When the Garden Suburbs were being planned and executed gas was laid on and customers could have a choice of which power to use – Coal, Gas or Electricity - for water and space heating, and cooking. Most domestic water and space heating was by burning coal – welsh nuts and coke – burnt coal, high grade coal, or steam-coal, was the preserves of the industrial sector. Delivery was by horse and cart from coal depots – normally at the local railway siding, the coal was carried in hundred-weight sacks, on the back of the coalman who deposited in your coal-bunker. Fires were started either by mentholated [soaked] fire lighters, gas-irons or kindling – chopped wood. If the coalman had spare coal he would call at each house to see if he could sell some.
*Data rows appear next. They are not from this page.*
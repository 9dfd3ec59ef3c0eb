// renderer/layer.rs
//! Texture layers bind one texture unit each.  Unit state (target, bound
//! object, combine mode, sphere mapping) is diffed against the tracker's
//! per-unit cache.  Sampling state (filters, address mode) belongs to the
//! texture object and is diffed against the texture's own sampler cache,
//! so a texture shared between units is configured only once.

use std::cell::Cell;
use std::collections::HashMap;

use glam::Vec4;
use wgpu::{AddressMode, FilterMode, TextureDimension};

use crate::asset::{Handle, ResourceCache};
use crate::renderer::device::{Capability, Device, ProgramId, TextureParameter};
use crate::renderer::program::ShaderProgram;
use crate::renderer::renderer::Renderer;
use crate::renderer::state::{select_unit, UnitCache};
use crate::renderer::texture::{MinFilter, Texture};

const TEXTURE_TARGETS: [TextureDimension; 3] = [
    TextureDimension::D1,
    TextureDimension::D2,
    TextureDimension::D3,
];

/// How a unit's texel is combined with the incoming fragment color.
#[derive(Debug, Clone, Copy, PartialEq, Eq, Hash, Default)]
pub enum CombineMode {
    #[default]
    Modulate,
    Replace,
    Decal,
    Blend,
    Add,
}

#[derive(Debug, Clone, PartialEq)]
pub struct LayerState {
    pub texture: Option<Handle<Texture>>,
    pub sphere_mapped: bool,
    pub combine_mode: CombineMode,
    pub combine_color: Vec4,
    pub min_filter: MinFilter,
    pub mag_filter: FilterMode,
    pub address_mode: AddressMode,
    /// Sampler uniform in the current program that should read this unit.
    pub sampler_name: Option<String>,
}

impl LayerState {
    pub const DEFAULT: Self = Self {
        texture: None,
        sphere_mapped: false,
        combine_mode: CombineMode::Modulate,
        combine_color: Vec4::ONE,
        min_filter: MinFilter::LINEAR_MIPMAP_LINEAR,
        mag_filter: FilterMode::Linear,
        address_mode: AddressMode::Repeat,
        sampler_name: None,
    };
}

impl Default for LayerState {
    fn default() -> Self {
        Self::DEFAULT
    }
}

/// Issues unit-scoped calls, selecting the layer's unit right before the
/// first one.
struct UnitScope<'a, D: Device> {
    device: &'a mut D,
    active_unit: &'a mut Option<u32>,
    unit: u32,
}

impl<'a, D: Device> UnitScope<'a, D> {
    fn device(&mut self) -> &mut D {
        select_unit(&mut *self.device, &mut *self.active_unit, self.unit);
        &mut *self.device
    }

    /// For calls that do not depend on the active unit.
    fn unscoped(&mut self) -> &mut D {
        &mut *self.device
    }
}

#[derive(Debug, Clone)]
pub struct TextureLayer {
    unit: u32,
    state: LayerState,
    dirty: Cell<bool>,
}

impl TextureLayer {
    pub fn new(unit: u32) -> Self {
        Self {
            unit,
            state: LayerState::DEFAULT,
            dirty: Cell::new(true),
        }
    }

    pub fn apply<D: Device>(&self, renderer: &mut Renderer<D>) {
        if self.unit >= renderer.tracker.unit_count() {
            log::error!(
                "Cannot apply texture layer to non-existent texture unit {}",
                self.unit
            );
            return;
        }

        {
            let Renderer {
                device,
                tracker,
                textures,
                programs,
                ..
            } = renderer;
            let cache = &mut tracker.units[self.unit as usize];
            let mut scope = UnitScope {
                device,
                active_unit: &mut tracker.active_unit,
                unit: self.unit,
            };
            let binding = Binding {
                current_program: tracker.current_program,
                programs,
                sampler_units: &mut tracker.sampler_units,
            };

            if cache.dirty {
                self.force_unit(&mut scope, cache, textures, binding);
            } else {
                self.diff_unit(&mut scope, cache, textures, binding);
            }
        }

        renderer.report_device_errors("applying texture layer");
        self.dirty.set(false);
    }

    fn force_unit<D: Device>(
        &self,
        scope: &mut UnitScope<'_, D>,
        cache: &mut UnitCache,
        textures: &mut ResourceCache<Texture>,
        binding: Binding<'_>,
    ) {
        let data = &self.state;

        for target in TEXTURE_TARGETS {
            scope.device().set_capability(Capability::Texture(target), false);
        }
        scope
            .device()
            .set_capability(Capability::SphereMap, data.sphere_mapped);
        scope.device().combine_mode(data.combine_mode);
        scope.device().combine_color(data.combine_color);

        *cache = UnitCache {
            texture: None,
            target: None,
            combine_mode: data.combine_mode,
            combine_color: data.combine_color,
            sphere_mapped: data.sphere_mapped,
            dirty: false,
        };

        match self.resolve_texture(textures) {
            Some((handle, texture)) => {
                let target = texture.dimension();
                scope.device().set_capability(Capability::Texture(target), true);
                scope.device().bind_texture(target, texture.id());
                cache.texture = Some(handle);
                cache.target = Some(target);

                self.apply_sampling(scope, texture);
                self.bind_sampler(scope, texture, binding);
            }
            None => self.report_unbound_sampler(),
        }
    }

    fn diff_unit<D: Device>(
        &self,
        scope: &mut UnitScope<'_, D>,
        cache: &mut UnitCache,
        textures: &mut ResourceCache<Texture>,
        binding: Binding<'_>,
    ) {
        let data = &self.state;

        match self.resolve_texture(textures) {
            Some((handle, texture)) => {
                let target = texture.dimension();
                if cache.target != Some(target) {
                    if let Some(previous) = cache.target {
                        scope
                            .device()
                            .set_capability(Capability::Texture(previous), false);
                    }
                    scope.device().set_capability(Capability::Texture(target), true);
                    cache.target = Some(target);
                }

                if cache.texture != Some(handle) {
                    scope.device().bind_texture(target, texture.id());
                    cache.texture = Some(handle);
                }

                self.diff_environment(scope, cache);
                self.apply_sampling(scope, texture);
                self.bind_sampler(scope, texture, binding);
            }
            None => {
                if let Some(previous) = cache.target.take() {
                    scope
                        .device()
                        .set_capability(Capability::Texture(previous), false);
                }
                cache.texture = None;

                self.diff_environment(scope, cache);
                self.report_unbound_sampler();
            }
        }

        if data.sphere_mapped != cache.sphere_mapped {
            scope
                .device()
                .set_capability(Capability::SphereMap, data.sphere_mapped);
            cache.sphere_mapped = data.sphere_mapped;
        }
    }

    fn diff_environment<D: Device>(&self, scope: &mut UnitScope<'_, D>, cache: &mut UnitCache) {
        let data = &self.state;

        if data.combine_mode != cache.combine_mode {
            scope.device().combine_mode(data.combine_mode);
            cache.combine_mode = data.combine_mode;
        }

        if data.combine_color != cache.combine_color {
            scope.device().combine_color(data.combine_color);
            cache.combine_color = data.combine_color;
        }
    }

    /// Sends filter and address state that differs from what the texture
    /// object was last told, then records it on the texture.
    fn apply_sampling<D: Device>(&self, scope: &mut UnitScope<'_, D>, texture: &mut Texture) {
        let data = &self.state;
        let target = texture.dimension();

        let min_filter = texture.effective_min_filter(data.min_filter);
        if texture.sampler.min_filter != Some(min_filter) {
            scope
                .device()
                .texture_parameter(target, TextureParameter::MinFilter(min_filter));
            texture.sampler.min_filter = Some(min_filter);
        }

        if texture.sampler.mag_filter != Some(data.mag_filter) {
            scope
                .device()
                .texture_parameter(target, TextureParameter::MagFilter(data.mag_filter));
            texture.sampler.mag_filter = Some(data.mag_filter);
        }

        if texture.sampler.address_mode != Some(data.address_mode) {
            scope
                .device()
                .texture_parameter(target, TextureParameter::AddressMode(data.address_mode));
            texture.sampler.address_mode = Some(data.address_mode);
        }
    }

    fn bind_sampler<D: Device>(
        &self,
        scope: &mut UnitScope<'_, D>,
        texture: &Texture,
        mut binding: Binding<'_>,
    ) {
        let Some(name) = &self.state.sampler_name else {
            return;
        };

        let Some(program) = binding
            .current_program
            .and_then(|handle| binding.programs.get(handle))
        else {
            log::error!(
                "Cannot bind texture layer {} to sampler uniform {} without a current program",
                self.unit,
                name
            );
            return;
        };

        let Some(sampler) = program.sampler(name) else {
            log::error!(
                "Texture layer {} bound to non-existent sampler uniform {}",
                self.unit,
                name
            );
            return;
        };

        if sampler.kind.dimension() != texture.dimension() {
            log::warn!(
                "Type mismatch between texture {} and sampler uniform {} for texture layer {}",
                texture.name(),
                name,
                self.unit
            );
            return;
        }

        let key = (program.id(), sampler.location);
        if binding.sampler_units.get(&key) != Some(&self.unit) {
            scope
                .unscoped()
                .set_sampler(program.id(), sampler.location, self.unit);
            binding.sampler_units.insert(key, self.unit);
        }
    }

    fn report_unbound_sampler(&self) {
        if let Some(name) = &self.state.sampler_name {
            log::error!(
                "Texture layer {} with no texture bound to sampler uniform {}",
                self.unit,
                name
            );
        }
    }

    fn resolve_texture<'t>(
        &self,
        textures: &'t mut ResourceCache<Texture>,
    ) -> Option<(Handle<Texture>, &'t mut Texture)> {
        let handle = self.state.texture?;
        match textures.get_mut(handle) {
            Some(texture) => Some((handle, texture)),
            None => {
                log::error!("Texture layer {} uses an invalid texture handle", self.unit);
                None
            }
        }
    }

    pub fn unit(&self) -> u32 {
        self.unit
    }

    pub fn state(&self) -> &LayerState {
        &self.state
    }

    pub fn is_modified(&self) -> bool {
        self.dirty.get()
    }

    /// Whether the device has a unit for this layer.
    pub fn is_compatible(&self, unit_count: u32) -> bool {
        self.unit < unit_count
    }

    pub fn texture(&self) -> Option<Handle<Texture>> {
        self.state.texture
    }

    pub fn is_sphere_mapped(&self) -> bool {
        self.state.sphere_mapped
    }

    pub fn combine_mode(&self) -> CombineMode {
        self.state.combine_mode
    }

    pub fn combine_color(&self) -> Vec4 {
        self.state.combine_color
    }

    pub fn min_filter(&self) -> MinFilter {
        self.state.min_filter
    }

    pub fn mag_filter(&self) -> FilterMode {
        self.state.mag_filter
    }

    pub fn address_mode(&self) -> AddressMode {
        self.state.address_mode
    }

    pub fn sampler_name(&self) -> Option<&str> {
        self.state.sampler_name.as_deref()
    }

    fn modify(&mut self) -> &mut LayerState {
        self.dirty.set(true);
        &mut self.state
    }

    pub fn set_texture(&mut self, texture: Option<Handle<Texture>>) -> &mut Self {
        self.modify().texture = texture;
        self
    }

    pub fn set_sphere_mapped(&mut self, enabled: bool) -> &mut Self {
        self.modify().sphere_mapped = enabled;
        self
    }

    pub fn set_combine_mode(&mut self, mode: CombineMode) -> &mut Self {
        self.modify().combine_mode = mode;
        self
    }

    pub fn set_combine_color(&mut self, color: Vec4) -> &mut Self {
        self.modify().combine_color = color;
        self
    }

    pub fn set_filters(&mut self, min_filter: MinFilter, mag_filter: FilterMode) -> &mut Self {
        let state = self.modify();
        state.min_filter = min_filter;
        state.mag_filter = mag_filter;
        self
    }

    pub fn set_address_mode(&mut self, mode: AddressMode) -> &mut Self {
        self.modify().address_mode = mode;
        self
    }

    /// Names the sampler uniform to point at this unit.  An empty name
    /// clears it.
    pub fn set_sampler_name(&mut self, name: &str) -> &mut Self {
        self.modify().sampler_name = (!name.is_empty()).then(|| name.to_owned());
        self
    }

    pub fn set_defaults(&mut self) -> &mut Self {
        *self.modify() = LayerState::DEFAULT;
        self
    }
}

/// Program-side state a layer needs to point a sampler uniform at its unit.
struct Binding<'a> {
    current_program: Option<Handle<ShaderProgram>>,
    programs: &'a ResourceCache<ShaderProgram>,
    sampler_units: &'a mut HashMap<(ProgramId, u32), u32>,
}

/// Layers for units `0..n`.  Applying a stack also resets every unit past
/// the last layer to the unbound default.
#[derive(Debug, Clone, Default)]
pub struct TextureStack {
    layers: Vec<TextureLayer>,
}

impl TextureStack {
    pub fn new() -> Self {
        Self::default()
    }

    pub fn apply<D: Device>(&self, renderer: &mut Renderer<D>) {
        let unit_count = renderer.tracker.unit_count();
        let count = self.layers.len().min(unit_count as usize);

        for layer in &self.layers[..count] {
            layer.apply(renderer);
        }

        for unit in count as u32..unit_count {
            TextureLayer::new(unit).apply(renderer);
        }
    }

    /// Appends a layer bound to the next free unit.
    pub fn create_texture_layer(&mut self) -> &mut TextureLayer {
        let unit = self.layers.len() as u32;
        self.layers.push(TextureLayer::new(unit));
        let index = self.layers.len() - 1;
        &mut self.layers[index]
    }

    pub fn destroy_texture_layers(&mut self) {
        self.layers.clear();
    }

    pub fn layers(&self) -> &[TextureLayer] {
        &self.layers
    }

    pub fn layer(&self, unit: u32) -> Option<&TextureLayer> {
        self.layers.get(unit as usize)
    }

    pub fn layer_mut(&mut self, unit: u32) -> Option<&mut TextureLayer> {
        self.layers.get_mut(unit as usize)
    }

    pub fn len(&self) -> usize {
        self.layers.len()
    }

    pub fn is_empty(&self) -> bool {
        self.layers.is_empty()
    }

    /// Whether every layer fits in the device's texture units.
    pub fn is_compatible(&self, unit_count: u32) -> bool {
        self.layers
            .iter()
            .all(|layer| layer.is_compatible(unit_count))
    }
}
During this ten year period coal began to become scarce. The shortage of coal was the result of increased demand. Throughout the thirties, into the fifties, the production of coal continued to escalate, until oil fired power stations took up the strain. It was the Clean Air Act and over capacity that ultimately saw the demise of this once proud industry.
Domestic coal became low grade either slack – coal dust, or quantities of slate. Increasingly coal briquettes were made industrially, to supplement the coal that was rationed. Normally coal-sheds were filled during the summer to last the winter. Whatever the grade of coke, and there were at least two, coke needed a good draught - to make the fire ‘keep-in’ - a mixture of coke and coal was used. The coalman judged to a nicety how much bagged coal the horse could pull unloading as near to the coal depot as possible, early on his round. The coalman was a very important member of pre-war society his produce a very necessary item, particularly during winter. Carrington’s were the largest hauliers and distributers.
The mass extraction of coal was a development of the mid-nineteenth century – eighty years before. The advent of the steam engine thirty years later made coal a more viable product – transportable. Fortunately the coal produced was high grade, very profitable. By the nineteen-thirties the miners were some of the highest paid workers in British industry. When manufacturing suffered a decline so too did the coal industry – there were too many mines producing too much coal. Closures were inevitable. The government compelled firms to participate in a marketing quota scheme to maintain price levels. The 1930 Coal Mines Act established price controls… the following year the government compelled coal-owners to use a central marketing agency. By 1938 the possibility of war, the rearmament programme, and higher industrialisation, all prompted the government to insist upon amalgamations which ultimately lead to Nationalization, eight years later.